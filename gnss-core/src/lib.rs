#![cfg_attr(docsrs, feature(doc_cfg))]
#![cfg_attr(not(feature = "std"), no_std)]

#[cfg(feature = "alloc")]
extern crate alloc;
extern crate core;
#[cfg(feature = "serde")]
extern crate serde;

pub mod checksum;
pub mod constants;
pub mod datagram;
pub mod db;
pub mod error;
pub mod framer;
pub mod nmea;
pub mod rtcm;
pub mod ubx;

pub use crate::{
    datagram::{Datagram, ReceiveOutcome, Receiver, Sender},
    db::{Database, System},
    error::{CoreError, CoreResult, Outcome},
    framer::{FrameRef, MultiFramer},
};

___

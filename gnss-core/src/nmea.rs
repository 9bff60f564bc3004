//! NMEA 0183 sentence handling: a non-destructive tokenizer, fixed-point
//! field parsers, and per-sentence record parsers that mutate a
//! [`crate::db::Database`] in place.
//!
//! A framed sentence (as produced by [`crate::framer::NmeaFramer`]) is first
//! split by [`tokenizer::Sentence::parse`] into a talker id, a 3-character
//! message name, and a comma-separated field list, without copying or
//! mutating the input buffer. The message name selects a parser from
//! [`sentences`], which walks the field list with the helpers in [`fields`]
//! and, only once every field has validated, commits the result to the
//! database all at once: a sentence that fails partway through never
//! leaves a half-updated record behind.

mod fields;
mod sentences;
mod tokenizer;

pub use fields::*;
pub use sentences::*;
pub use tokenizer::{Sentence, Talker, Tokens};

___

### Problem statement
Say how many lines of the listing above contain "sentences". Include nothing besides the number.

### Task solution
3